Task details
Which lines in the records below contain the word "VecDeque"? Report each of them.

Dataset excerpts

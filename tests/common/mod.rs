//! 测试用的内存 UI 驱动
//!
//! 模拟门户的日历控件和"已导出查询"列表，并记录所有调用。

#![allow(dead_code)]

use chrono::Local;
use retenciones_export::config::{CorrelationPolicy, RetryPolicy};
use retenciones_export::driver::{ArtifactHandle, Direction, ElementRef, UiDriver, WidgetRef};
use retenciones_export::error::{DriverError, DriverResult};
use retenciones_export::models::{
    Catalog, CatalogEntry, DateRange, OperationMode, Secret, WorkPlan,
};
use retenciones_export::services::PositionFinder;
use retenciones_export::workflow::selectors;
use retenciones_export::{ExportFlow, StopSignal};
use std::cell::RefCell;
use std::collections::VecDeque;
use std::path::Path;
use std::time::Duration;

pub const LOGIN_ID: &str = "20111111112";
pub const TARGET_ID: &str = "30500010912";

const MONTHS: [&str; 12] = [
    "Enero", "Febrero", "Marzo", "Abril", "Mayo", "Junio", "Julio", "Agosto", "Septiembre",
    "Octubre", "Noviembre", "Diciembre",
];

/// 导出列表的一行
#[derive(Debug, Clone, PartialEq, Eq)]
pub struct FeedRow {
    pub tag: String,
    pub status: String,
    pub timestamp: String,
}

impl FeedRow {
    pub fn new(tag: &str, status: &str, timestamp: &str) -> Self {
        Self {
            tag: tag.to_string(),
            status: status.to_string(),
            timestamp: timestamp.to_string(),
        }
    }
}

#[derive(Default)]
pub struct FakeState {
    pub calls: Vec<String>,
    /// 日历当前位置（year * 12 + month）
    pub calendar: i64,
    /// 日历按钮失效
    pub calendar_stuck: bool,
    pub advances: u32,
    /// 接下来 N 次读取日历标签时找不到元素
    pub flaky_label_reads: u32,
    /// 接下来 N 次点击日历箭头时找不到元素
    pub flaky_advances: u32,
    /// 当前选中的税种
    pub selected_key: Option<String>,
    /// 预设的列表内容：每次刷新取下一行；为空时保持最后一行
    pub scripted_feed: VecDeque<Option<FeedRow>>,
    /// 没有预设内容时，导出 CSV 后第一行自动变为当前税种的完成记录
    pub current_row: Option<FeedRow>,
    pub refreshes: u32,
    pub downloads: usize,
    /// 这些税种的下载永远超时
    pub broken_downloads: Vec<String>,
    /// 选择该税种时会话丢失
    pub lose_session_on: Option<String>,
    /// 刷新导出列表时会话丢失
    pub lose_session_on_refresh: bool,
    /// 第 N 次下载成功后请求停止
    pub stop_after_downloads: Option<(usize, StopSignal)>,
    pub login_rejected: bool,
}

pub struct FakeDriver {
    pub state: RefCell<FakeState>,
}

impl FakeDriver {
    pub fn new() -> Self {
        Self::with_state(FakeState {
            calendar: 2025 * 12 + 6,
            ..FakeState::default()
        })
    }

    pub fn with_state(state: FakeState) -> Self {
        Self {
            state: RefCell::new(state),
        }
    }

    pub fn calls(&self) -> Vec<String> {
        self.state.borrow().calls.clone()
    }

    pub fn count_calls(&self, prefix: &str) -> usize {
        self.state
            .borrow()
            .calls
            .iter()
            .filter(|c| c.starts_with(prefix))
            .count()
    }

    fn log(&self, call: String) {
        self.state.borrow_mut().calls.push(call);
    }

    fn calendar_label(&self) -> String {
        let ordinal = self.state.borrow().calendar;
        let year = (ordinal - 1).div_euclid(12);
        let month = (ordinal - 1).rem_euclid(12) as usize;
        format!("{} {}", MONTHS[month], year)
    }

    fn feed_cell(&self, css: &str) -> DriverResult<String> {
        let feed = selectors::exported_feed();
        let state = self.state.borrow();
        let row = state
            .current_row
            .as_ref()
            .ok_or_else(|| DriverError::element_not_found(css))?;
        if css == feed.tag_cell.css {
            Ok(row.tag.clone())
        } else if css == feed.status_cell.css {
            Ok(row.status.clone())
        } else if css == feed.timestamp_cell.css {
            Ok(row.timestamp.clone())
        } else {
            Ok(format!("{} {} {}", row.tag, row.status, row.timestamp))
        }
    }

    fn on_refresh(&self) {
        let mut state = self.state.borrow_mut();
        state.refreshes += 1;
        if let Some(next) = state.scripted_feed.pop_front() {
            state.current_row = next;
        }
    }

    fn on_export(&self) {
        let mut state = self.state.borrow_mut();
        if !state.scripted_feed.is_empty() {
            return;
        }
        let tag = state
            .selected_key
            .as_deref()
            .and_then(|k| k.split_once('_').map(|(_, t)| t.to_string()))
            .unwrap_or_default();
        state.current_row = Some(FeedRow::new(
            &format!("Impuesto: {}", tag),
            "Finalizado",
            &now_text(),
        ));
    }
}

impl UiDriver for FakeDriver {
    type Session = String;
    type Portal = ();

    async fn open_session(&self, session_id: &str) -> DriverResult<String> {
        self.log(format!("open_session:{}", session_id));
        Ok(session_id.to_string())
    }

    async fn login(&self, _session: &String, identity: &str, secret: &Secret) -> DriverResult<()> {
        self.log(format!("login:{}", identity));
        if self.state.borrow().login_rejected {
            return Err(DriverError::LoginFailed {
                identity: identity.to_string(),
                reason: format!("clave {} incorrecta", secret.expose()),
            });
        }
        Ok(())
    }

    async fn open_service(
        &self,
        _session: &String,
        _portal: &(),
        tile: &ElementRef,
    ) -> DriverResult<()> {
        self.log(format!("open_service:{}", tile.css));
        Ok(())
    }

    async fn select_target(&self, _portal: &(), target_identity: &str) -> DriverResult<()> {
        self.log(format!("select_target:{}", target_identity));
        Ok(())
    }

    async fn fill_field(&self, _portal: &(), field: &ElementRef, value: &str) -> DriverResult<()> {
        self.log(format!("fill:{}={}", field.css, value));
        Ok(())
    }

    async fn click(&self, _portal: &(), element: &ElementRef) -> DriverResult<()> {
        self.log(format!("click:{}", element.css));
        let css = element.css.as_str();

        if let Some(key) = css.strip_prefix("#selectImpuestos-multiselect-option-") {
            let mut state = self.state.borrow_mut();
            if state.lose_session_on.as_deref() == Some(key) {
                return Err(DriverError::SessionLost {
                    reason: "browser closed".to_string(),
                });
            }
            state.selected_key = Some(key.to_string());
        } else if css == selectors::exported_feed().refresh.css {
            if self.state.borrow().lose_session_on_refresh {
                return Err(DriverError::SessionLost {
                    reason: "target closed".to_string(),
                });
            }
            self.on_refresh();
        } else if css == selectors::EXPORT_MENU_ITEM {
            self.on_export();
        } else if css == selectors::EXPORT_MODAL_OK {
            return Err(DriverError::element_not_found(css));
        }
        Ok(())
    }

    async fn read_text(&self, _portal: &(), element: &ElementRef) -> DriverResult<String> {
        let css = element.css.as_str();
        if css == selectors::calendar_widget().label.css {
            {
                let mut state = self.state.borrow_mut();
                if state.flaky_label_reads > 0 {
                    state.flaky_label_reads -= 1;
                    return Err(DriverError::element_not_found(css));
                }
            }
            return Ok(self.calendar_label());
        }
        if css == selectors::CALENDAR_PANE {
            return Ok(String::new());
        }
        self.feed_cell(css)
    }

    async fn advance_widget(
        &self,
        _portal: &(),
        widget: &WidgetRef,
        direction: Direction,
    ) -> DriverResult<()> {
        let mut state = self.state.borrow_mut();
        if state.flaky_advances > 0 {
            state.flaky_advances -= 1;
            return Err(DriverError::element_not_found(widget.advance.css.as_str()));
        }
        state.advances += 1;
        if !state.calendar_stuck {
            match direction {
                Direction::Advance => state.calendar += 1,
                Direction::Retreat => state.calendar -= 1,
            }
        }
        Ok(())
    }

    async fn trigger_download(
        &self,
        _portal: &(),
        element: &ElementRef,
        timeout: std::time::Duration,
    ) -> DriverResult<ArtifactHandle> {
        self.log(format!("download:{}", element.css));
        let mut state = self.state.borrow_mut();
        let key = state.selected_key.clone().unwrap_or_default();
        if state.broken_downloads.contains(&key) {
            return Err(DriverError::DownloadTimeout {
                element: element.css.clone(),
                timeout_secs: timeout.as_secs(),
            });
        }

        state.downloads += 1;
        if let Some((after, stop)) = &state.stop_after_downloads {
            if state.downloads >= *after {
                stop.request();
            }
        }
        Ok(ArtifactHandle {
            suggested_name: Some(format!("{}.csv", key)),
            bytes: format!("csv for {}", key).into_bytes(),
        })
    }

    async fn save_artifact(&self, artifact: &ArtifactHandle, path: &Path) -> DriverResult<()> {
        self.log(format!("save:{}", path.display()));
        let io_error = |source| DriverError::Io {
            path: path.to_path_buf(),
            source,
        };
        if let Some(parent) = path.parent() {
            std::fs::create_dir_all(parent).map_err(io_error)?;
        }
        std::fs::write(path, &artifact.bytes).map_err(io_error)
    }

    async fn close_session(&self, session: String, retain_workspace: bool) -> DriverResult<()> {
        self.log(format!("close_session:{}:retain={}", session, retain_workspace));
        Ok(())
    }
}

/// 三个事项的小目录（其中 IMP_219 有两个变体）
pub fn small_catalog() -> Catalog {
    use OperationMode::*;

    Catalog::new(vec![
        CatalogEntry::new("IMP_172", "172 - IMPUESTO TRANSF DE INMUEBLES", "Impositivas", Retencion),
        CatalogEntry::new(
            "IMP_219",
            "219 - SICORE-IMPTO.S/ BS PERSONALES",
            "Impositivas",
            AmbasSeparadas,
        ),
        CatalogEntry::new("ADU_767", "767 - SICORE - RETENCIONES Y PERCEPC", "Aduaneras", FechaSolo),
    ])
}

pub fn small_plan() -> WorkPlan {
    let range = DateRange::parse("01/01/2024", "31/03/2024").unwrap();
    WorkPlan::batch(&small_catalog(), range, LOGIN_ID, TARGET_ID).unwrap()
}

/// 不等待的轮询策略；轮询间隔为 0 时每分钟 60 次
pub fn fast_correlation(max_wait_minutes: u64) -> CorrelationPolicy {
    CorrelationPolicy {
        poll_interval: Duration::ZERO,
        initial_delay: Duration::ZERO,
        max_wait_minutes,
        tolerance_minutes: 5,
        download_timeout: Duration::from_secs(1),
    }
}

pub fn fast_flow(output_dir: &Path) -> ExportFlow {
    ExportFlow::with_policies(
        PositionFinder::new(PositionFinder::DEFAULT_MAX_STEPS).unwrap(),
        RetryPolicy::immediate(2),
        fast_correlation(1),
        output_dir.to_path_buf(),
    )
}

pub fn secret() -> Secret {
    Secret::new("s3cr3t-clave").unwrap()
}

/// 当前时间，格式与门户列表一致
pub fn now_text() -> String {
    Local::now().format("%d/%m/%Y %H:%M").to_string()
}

Response area
use std::collections::VecDeque;
    pub scripted_feed: VecDeque<Option<FeedRow>>,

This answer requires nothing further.